== SUPPLIED ENTRIES

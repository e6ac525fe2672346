//! The resolved, not yet composed, primitives of a keyset.
//!
//! A [`PrimitiveSet`] holds one constructed primitive per enabled key, in
//! keyset order, together with the key's [`KeyInfo`] and output prefix.
//! Exactly one entry is the primary. Sets are produced by
//! [`PrimitiveSetBuilder`] and consumed by a
//! [`PrimitiveWrapper`](crate::registry::PrimitiveWrapper).
//!
//! 密钥集中已解析但尚未组合的原语。
//!
//! [`PrimitiveSet`] 按密钥集顺序为每个已启用的密钥保存一个构造好的原语，
//! 以及该密钥的 [`KeyInfo`] 和输出前缀。恰好有一个条目是主条目。
use crate::error::{Error, Result};
use crate::keyset::{KeyInfo, KeyStatus, MonitoringAnnotations, OutputPrefixType};

/// Length of a non-raw output prefix: one start byte plus a big-endian key id.
pub const PREFIX_SIZE: usize = 5;
pub const TINK_START_BYTE: u8 = 0x01;
pub const LEGACY_START_BYTE: u8 = 0x00;

/// Computes the output prefix for a key.
///
/// 计算密钥的输出前缀。
pub fn output_prefix(output_prefix_type: OutputPrefixType, key_id: u32) -> Result<Vec<u8>> {
    let start_byte = match output_prefix_type {
        OutputPrefixType::Tink => TINK_START_BYTE,
        OutputPrefixType::Legacy | OutputPrefixType::Crunchy => LEGACY_START_BYTE,
        OutputPrefixType::Raw => return Ok(Vec::new()),
        OutputPrefixType::Unknown => {
            return Err(Error::InvalidKeyset(format!(
                "key {key_id} has unknown output prefix type"
            )))
        }
    };
    let mut prefix = Vec::with_capacity(PREFIX_SIZE);
    prefix.push(start_byte);
    prefix.extend_from_slice(&key_id.to_be_bytes());
    Ok(prefix)
}

/// One constructed primitive and the key it was built from.
///
/// 一个构造好的原语以及构建它的密钥。
pub struct Entry<P: ?Sized> {
    primitive: Box<P>,
    key_info: KeyInfo,
    output_prefix: Vec<u8>,
}

impl<P: ?Sized> Entry<P> {
    pub fn primitive(&self) -> &P {
        &self.primitive
    }

    pub fn key_info(&self) -> &KeyInfo {
        &self.key_info
    }

    pub fn key_id(&self) -> u32 {
        self.key_info.key_id
    }

    pub fn output_prefix_type(&self) -> OutputPrefixType {
        self.key_info.output_prefix_type
    }

    /// The bytes prepended to output produced with this entry.
    pub fn output_prefix(&self) -> &[u8] {
        &self.output_prefix
    }
}

/// An ordered collection of primitives with exactly one primary.
///
/// 具有恰好一个主条目的有序原语集合。
pub struct PrimitiveSet<P: ?Sized> {
    entries: Vec<Entry<P>>,
    primary: usize,
    annotations: MonitoringAnnotations,
}

impl<P: ?Sized> PrimitiveSet<P> {
    pub fn builder() -> PrimitiveSetBuilder<P> {
        PrimitiveSetBuilder::new()
    }

    /// The entry used for operations that produce new output.
    ///
    /// 用于产生新输出的操作的条目。
    pub fn primary(&self) -> &Entry<P> {
        &self.entries[self.primary]
    }

    /// All entries in keyset order.
    pub fn entries(&self) -> &[Entry<P>] {
        &self.entries
    }

    pub fn len(&self) -> usize {
        self.entries.len()
    }

    /// Always `false` for a built set; kept for API symmetry with `len`.
    pub fn is_empty(&self) -> bool {
        self.entries.is_empty()
    }

    pub fn annotations(&self) -> &MonitoringAnnotations {
        &self.annotations
    }

    /// Returns the entries that may have produced `data`, each paired with the
    /// input that entry should see.
    ///
    /// Prefixed entries are candidates only when `data` starts with their
    /// prefix, which is stripped; raw entries always are and see `data`
    /// unchanged. The primary comes first, the rest follow in keyset order.
    ///
    /// 返回可能产生 `data` 的条目，每个条目都与它应该看到的输入配对。
    ///
    /// 带前缀的条目只有在 `data` 以其前缀开头时才是候选项，前缀会被去除；
    /// 原始条目始终是候选项，并看到未更改的 `data`。主条目在前，其余按密钥集顺序排列。
    pub fn candidates<'a>(
        &'a self,
        data: &'a [u8],
    ) -> impl Iterator<Item = (&'a Entry<P>, &'a [u8])> + 'a {
        let primary = self.primary;
        std::iter::once(primary)
            .chain((0..self.entries.len()).filter(move |&index| index != primary))
            .filter_map(move |index| {
                let entry = &self.entries[index];
                if entry.output_prefix.is_empty() {
                    Some((entry, data))
                } else if data.starts_with(&entry.output_prefix) {
                    Some((entry, &data[entry.output_prefix.len()..]))
                } else {
                    None
                }
            })
    }
}

/// Accumulates entries for a [`PrimitiveSet`].
///
/// 为 [`PrimitiveSet`] 累积条目。
pub struct PrimitiveSetBuilder<P: ?Sized> {
    entries: Vec<Entry<P>>,
    primary: Option<usize>,
    annotations: MonitoringAnnotations,
}

impl<P: ?Sized> Default for PrimitiveSetBuilder<P> {
    fn default() -> Self {
        Self::new()
    }
}

impl<P: ?Sized> PrimitiveSetBuilder<P> {
    pub fn new() -> Self {
        Self {
            entries: Vec::new(),
            primary: None,
            annotations: MonitoringAnnotations::new(),
        }
    }

    pub fn add_annotations(&mut self, annotations: MonitoringAnnotations) -> &mut Self {
        self.annotations.extend(annotations);
        self
    }

    /// Adds a secondary entry. Only enabled keys are accepted.
    ///
    /// 添加一个次要条目。只接受已启用的密钥。
    pub fn add_primitive(&mut self, primitive: Box<P>, key_info: KeyInfo) -> Result<&mut Self> {
        if key_info.status != KeyStatus::Enabled {
            return Err(Error::InvalidKeyset(format!(
                "key {} is not enabled",
                key_info.key_id
            )));
        }
        let output_prefix = output_prefix(key_info.output_prefix_type, key_info.key_id)?;
        self.entries.push(Entry {
            primitive,
            key_info,
            output_prefix,
        });
        Ok(self)
    }

    /// Adds the primary entry. Fails if a primary was already added.
    ///
    /// 添加主条目。如果已经添加了主条目则失败。
    pub fn add_primary_primitive(
        &mut self,
        primitive: Box<P>,
        key_info: KeyInfo,
    ) -> Result<&mut Self> {
        if let Some(existing) = self.primary {
            return Err(Error::InvalidKeyset(format!(
                "primary already set to key {}, cannot also set key {}",
                self.entries[existing].key_id(),
                key_info.key_id
            )));
        }
        self.add_primitive(primitive, key_info)?;
        self.primary = Some(self.entries.len() - 1);
        Ok(self)
    }

    /// Finishes the set. Fails unless a primary was added.
    ///
    /// 完成集合。除非已添加主条目，否则失败。
    pub fn build(self) -> Result<PrimitiveSet<P>> {
        let primary = self
            .primary
            .ok_or_else(|| Error::InvalidKeyset("primitive set has no primary".to_string()))?;
        Ok(PrimitiveSet {
            entries: self.entries,
            primary,
            annotations: self.annotations,
        })
    }
}
impl KeysetHandle {
    pub(crate) fn from_keyset(keyset: Keyset, annotations: MonitoringAnnotations) -> Self {
        Self {
            keyset,
            annotations,
        }
    }

    pub(crate) fn keyset(&self) -> &Keyset {
        &self.keyset
    }

    pub(crate) fn keyset_mut(&mut self) -> &mut Keyset {
        &mut self.keyset
    }

    pub(crate) fn into_keyset(self) -> Keyset {
        self.keyset
    }

    // ---------------------------------------------------------------------
    // Construction
    // ---------------------------------------------------------------------

    /// Creates a handle holding one new primary key generated from `template`
    /// by the global registry.
    ///
    /// 创建一个句柄，其中包含一个由全局注册表根据 `template` 生成的新主密钥。
    pub fn generate_new(
        template: &KeyTemplate,
        annotations: MonitoringAnnotations,
    ) -> Result<Self> {
        Self::generate_new_in(&GlobalResolver, template, annotations)
    }

    /// Like [`KeysetHandle::generate_new`], resolving the key type in `config`.
    pub fn generate_new_with_config(
        template: &KeyTemplate,
        config: &Configuration,
        annotations: MonitoringAnnotations,
    ) -> Result<Self> {
        Self::generate_new_in(config.registry(), template, annotations)
    }

    fn generate_new_in<R: Resolver>(
        registry: &R,
        template: &KeyTemplate,
        annotations: MonitoringAnnotations,
    ) -> Result<Self> {
        let mut handle = Self::from_keyset(Keyset::default(), annotations);
        handle.add_key_in(registry, template, true)?;
        Ok(handle)
    }

    /// Reads an encrypted keyset and decrypts it with `master_aead`.
    ///
    /// 读取加密的密钥集并使用 `master_aead` 解密。
    pub fn read<R>(
        reader: &mut R,
        master_aead: &dyn Aead,
        annotations: MonitoringAnnotations,
    ) -> Result<Self>
    where
        R: KeysetReader + ?Sized,
    {
        Self::read_with_associated_data(reader, master_aead, &[], annotations)
    }

    /// Reads an encrypted keyset that was bound to `associated_data`.
    ///
    /// 读取绑定到 `associated_data` 的加密密钥集。
    pub fn read_with_associated_data<R>(
        reader: &mut R,
        master_aead: &dyn Aead,
        associated_data: &[u8],
        annotations: MonitoringAnnotations,
    ) -> Result<Self>
    where
        R: KeysetReader + ?Sized,
    {
        let encrypted = reader.read_encrypted()?;
        let keyset = decrypt(&encrypted, master_aead, associated_data)?;
        debug!(keys = keyset.keys.len(), "read encrypted keyset");
        Ok(Self::from_keyset(keyset, annotations))
    }

    /// Reads a cleartext keyset that must not contain secret key material.
    ///
    /// Fails with [`Error::SecretKeyMaterialPresent`] otherwise.
    ///
    /// 读取不得包含秘密密钥材料的明文密钥集，否则以
    /// [`Error::SecretKeyMaterialPresent`] 失败。
    pub fn read_no_secret(
        serialized_keyset: &[u8],
        annotations: MonitoringAnnotations,
    ) -> Result<Self> {
        let keyset = Keyset::decode_from_slice(serialized_keyset)?;
        ensure_not_empty(&keyset)?;
        validate_no_secret(&keyset)?;
        debug!(keys = keyset.keys.len(), "read public keyset");
        Ok(Self::from_keyset(keyset, annotations))
    }

    // ---------------------------------------------------------------------
    // Persistence
    // ---------------------------------------------------------------------

    /// Encrypts the keyset with `master_aead` and writes it.
    ///
    /// 使用 `master_aead` 加密密钥集并写出。
    pub fn write<W>(&self, writer: &mut W, master_aead: &dyn Aead) -> Result<()>
    where
        W: KeysetWriter + ?Sized,
    {
        self.write_with_associated_data(writer, master_aead, &[])
    }

    pub fn write_with_associated_data<W>(
        &self,
        writer: &mut W,
        master_aead: &dyn Aead,
        associated_data: &[u8],
    ) -> Result<()>
    where
        W: KeysetWriter + ?Sized,
    {
        let encrypted = encrypt(&self.keyset, master_aead, associated_data)?;
        writer.write_encrypted(&encrypted)?;
        debug!(keys = self.keyset.keys.len(), "wrote encrypted keyset");
        Ok(())
    }

    /// Writes the keyset in cleartext. Nothing is written if any key carries
    /// secret material.
    ///
    /// 以明文写出密钥集。如果任何密钥携带秘密材料，则不写出任何内容。
    pub fn write_no_secret<W>(&self, writer: &mut W) -> Result<()>
    where
        W: KeysetWriter + ?Sized,
    {
        validate_no_secret(&self.keyset)?;
        writer.write(&self.keyset)?;
        debug!(keys = self.keyset.keys.len(), "wrote public keyset");
        Ok(())
    }

    /// Returns the material-free metadata of the keyset.
    ///
    /// 返回密钥集不含材料的元数据。
    pub fn keyset_info(&self) -> KeysetInfo {
        self.keyset.keyset_info()
    }

    pub fn annotations(&self) -> &MonitoringAnnotations {
        &self.annotations
    }

    // ---------------------------------------------------------------------
    // Inspection
    // ---------------------------------------------------------------------

    /// Number of keys, whatever their status.
    pub fn size(&self) -> usize {
        self.keyset.keys.len()
    }

    pub fn validate_at(&self, index: usize) -> Result<()> {
        validate_key_at(&self.keyset, index)
    }

    /// Validates every key and checks there is a single enabled primary.
    ///
    /// 验证每个密钥并检查是否存在单个已启用的主密钥。
    pub fn validate(&self) -> Result<()> {
        validate_keyset(&self.keyset)
    }

    /// Returns the primary entry.
    ///
    /// # Panics
    ///
    /// Panics if [`KeysetHandle::validate`] fails. Use
    /// [`KeysetHandle::try_primary`] when the keyset is not known to be valid.
    ///
    /// 返回主条目。如果 [`KeysetHandle::validate`] 失败则 panic。
    pub fn primary(&self) -> Entry {
        match self.try_primary() {
            Ok(entry) => entry,
            Err(err) => panic!("keyset handle has no valid primary: {err}"),
        }
    }

    pub fn try_primary(&self) -> Result<Entry> {
        self.validate()?;
        self.keyset
            .keys
            .iter()
            .find(|key| {
                key.status == KeyStatus::Enabled && key.key_id == self.keyset.primary_key_id
            })
            .map(|key| Entry::new(key, self.keyset.primary_key_id))
            .ok_or_else(|| Error::InvalidKeyset("keyset has no primary".to_string()))
    }

    /// Returns the entry at `index`.
    ///
    /// # Panics
    ///
    /// Panics if [`KeysetHandle::validate_at`] fails for `index`.
    ///
    /// 返回位于 `index` 的条目。如果 `index` 的 [`KeysetHandle::validate_at`] 失败则 panic。
    pub fn entry(&self, index: usize) -> Entry {
        match self.try_entry(index) {
            Ok(entry) => entry,
            Err(err) => panic!("invalid keyset entry at index {index}: {err}"),
        }
    }

    pub fn try_entry(&self, index: usize) -> Result<Entry> {
        self.validate_at(index)?;
        Ok(Entry::new(
            &self.keyset.keys[index],
            self.keyset.primary_key_id,
        ))
    }

    // ---------------------------------------------------------------------
    // Key addition and derivation
    // ---------------------------------------------------------------------

    /// Generates a key from `template`, appends it as `Enabled` and returns
    /// its id. Existing keys are left untouched.
    ///
    /// 根据 `template` 生成密钥，以 `Enabled` 状态追加并返回其 ID。现有密钥保持不变。
    pub fn add_key(&mut self, template: &KeyTemplate, as_primary: bool) -> Result<u32> {
        self.add_key_in(&GlobalResolver, template, as_primary)
    }

    pub fn add_key_with_config(
        &mut self,
        template: &KeyTemplate,
        config: &Configuration,
        as_primary: bool,
    ) -> Result<u32> {
        self.add_key_in(config.registry(), template, as_primary)
    }

    pub(crate) fn add_key_in<R: Resolver>(
        &mut self,
        registry: &R,
        template: &KeyTemplate,
        as_primary: bool,
    ) -> Result<u32> {
        if template.output_prefix_type == OutputPrefixType::Unknown {
            return Err(Error::InvalidKeyset(format!(
                "template for {} has unknown output prefix type",
                template.type_url
            )));
        }
        let key_data = registry.new_key_data(template)?;
        let key_id = self.unused_key_id()?;
        self.keyset.keys.push(KeyEntry {
            key_data,
            status: KeyStatus::Enabled,
            key_id,
            output_prefix_type: template.output_prefix_type,
        });
        if as_primary {
            self.keyset.primary_key_id = key_id;
        }
        debug!(
            type_url = %template.type_url,
            key_id,
            as_primary,
            "added key"
        );
        Ok(key_id)
    }

    fn unused_key_id(&self) -> Result<u32> {
        loop {
            let candidate = common::random_u32()?;
            if !self.keyset.contains_key_id(candidate) {
                return Ok(candidate);
            }
        }
    }

    /// Derives a handle holding the public counterpart of every key.
    ///
    /// Every key must carry asymmetric private material. A destroyed key has
    /// none left, so the derivation fails with [`Error::InvalidKeyset`]; delete
    /// it through [`KeysetManager`](crate::KeysetManager) first. Entry `i` of
    /// the result describes entry `i` of `self`.
    ///
    /// 派生一个持有每个密钥的公钥对应物的句柄。
    ///
    /// 每个密钥都必须携带非对称私钥材料。已销毁的密钥不再有材料，因此派生以
    /// [`Error::InvalidKeyset`] 失败；请先通过 [`KeysetManager`](crate::KeysetManager) 删除它。
    /// 结果的第 `i` 个条目对应 `self` 的第 `i` 个条目。
    pub fn public_keyset_handle(&self) -> Result<KeysetHandle> {
        self.public_keyset_handle_in(&GlobalResolver)
    }

    pub fn public_keyset_handle_with_config(&self, config: &Configuration) -> Result<KeysetHandle> {
        self.public_keyset_handle_in(config.registry())
    }

    fn public_keyset_handle_in<R: Resolver>(&self, registry: &R) -> Result<KeysetHandle> {
        let mut keys = Vec::with_capacity(self.keyset.keys.len());
        for key in &self.keyset.keys {
            if key.key_data.key_material_type() != KeyMaterialType::AsymmetricPrivate {
                return Err(Error::NotAPrivateKeyset(
                    key.key_data.type_url().to_string(),
                ));
            }
            if key.status == KeyStatus::Destroyed {
                return Err(Error::InvalidKeyset(format!(
                    "key {} is destroyed and has no public key to derive",
                    key.key_id
                )));
            }
            keys.push(KeyEntry {
                key_data: registry.public_key_data(&key.key_data)?,
                status: key.status,
                key_id: key.key_id,
                output_prefix_type: key.output_prefix_type,
            });
        }
        let keyset = Keyset {
            primary_key_id: self.keyset.primary_key_id,
            keys,
        };
        Ok(KeysetHandle::from_keyset(keyset, self.annotations.clone()))
    }

    // ---------------------------------------------------------------------
    // Primitives
    // ---------------------------------------------------------------------

    /// Builds the composite primitive `P` using the global registry.
    ///
    /// 使用全局注册表构建复合原语 `P`。
    pub fn primitive<P>(&self) -> Result<Box<P>>
    where
        P: ?Sized + 'static,
    {
        let primitive_set = self.primitive_set_in(&GlobalResolver, None)?;
        GlobalResolver.wrap(primitive_set)
    }

    /// Builds the composite primitive `P` using only `config`.
    ///
    /// 仅使用 `config` 构建复合原语 `P`。
    pub fn primitive_with_config<P>(&self, config: &Configuration) -> Result<Box<P>>
    where
        P: ?Sized + 'static,
    {
        let primitive_set = self.primitive_set_in(config.registry(), None)?;
        config.wrap(primitive_set)
    }

    /// Builds the composite primitive `P`, preferring `manager` for every key
    /// type it supports and falling back to the global registry otherwise.
    ///
    /// 构建复合原语 `P`，对 `manager` 支持的每种密钥类型优先使用它，否则回退到全局注册表。
    #[deprecated(note = "register the key manager in a `Configuration` and use `primitive_with_config`")]
    pub fn primitive_with_manager<P>(&self, manager: &dyn KeyManager<Primitive = P>) -> Result<Box<P>>
    where
        P: ?Sized + 'static,
    {
        let primitive_set = self.primitive_set_in(&GlobalResolver, Some(manager))?;
        GlobalResolver.wrap(primitive_set)
    }

    /// Resolves every enabled key through the global registry without
    /// composing the result.
    ///
    /// 通过全局注册表解析每个已启用的密钥，但不组合结果。
    pub fn primitive_set<P>(&self) -> Result<PrimitiveSet<P>>
    where
        P: ?Sized + 'static,
    {
        self.primitive_set_in(&GlobalResolver, None)
    }

    pub fn primitive_set_with_config<P>(&self, config: &Configuration) -> Result<PrimitiveSet<P>>
    where
        P: ?Sized + 'static,
    {
        self.primitive_set_in(config.registry(), None)
    }

    fn primitive_set_in<P, R>(
        &self,
        registry: &R,
        custom_manager: Option<&dyn KeyManager<Primitive = P>>,
    ) -> Result<PrimitiveSet<P>>
    where
        P: ?Sized + 'static,
        R: Resolver,
    {
        self.validate()?;
        let mut builder = PrimitiveSet::builder();
        builder.add_annotations(self.annotations.clone());
        for key in &self.keyset.keys {
            if key.status != KeyStatus::Enabled {
                continue;
            }
            let primitive = match custom_manager {
                Some(manager) if manager.does_support(key.key_data.type_url()) => {
                    manager.primitive(&key.key_data)?
                }
                _ => registry.primitive::<P>(&key.key_data)?,
            };
            if key.key_id == self.keyset.primary_key_id {
                builder.add_primary_primitive(primitive, key.key_info())?;
            } else {
                builder.add_primitive(primitive, key.key_info())?;
            }
        }
        let primitive_set = builder.build()?;
        debug!(
            primary_key_id = self.keyset.primary_key_id,
            entries = primitive_set.len(),
            "built primitive set"
        );
        Ok(primitive_set)
    }
}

====

• [PROBLEM DETAILS] Where the word "KeysetHandle" shows up in a line of the entries above, copy that line.

• [SOLVED PROBLEM]
impl KeysetHandle {
    /// Like [`KeysetHandle::generate_new`], resolving the key type in `config`.
    /// Panics if [`KeysetHandle::validate`] fails. Use
    /// [`KeysetHandle::try_primary`] when the keyset is not known to be valid.
    /// 返回主条目。如果 [`KeysetHandle::validate`] 失败则 panic。
    /// Panics if [`KeysetHandle::validate_at`] fails for `index`.
    /// 返回位于 `index` 的条目。如果 `index` 的 [`KeysetHandle::validate_at`] 失败则 panic。
    pub fn public_keyset_handle(&self) -> Result<KeysetHandle> {
    pub fn public_keyset_handle_with_config(&self, config: &Configuration) -> Result<KeysetHandle> {
    fn public_keyset_handle_in<R: Resolver>(&self, registry: &R) -> Result<KeysetHandle> {
        Ok(KeysetHandle::from_keyset(keyset, self.annotations.clone()))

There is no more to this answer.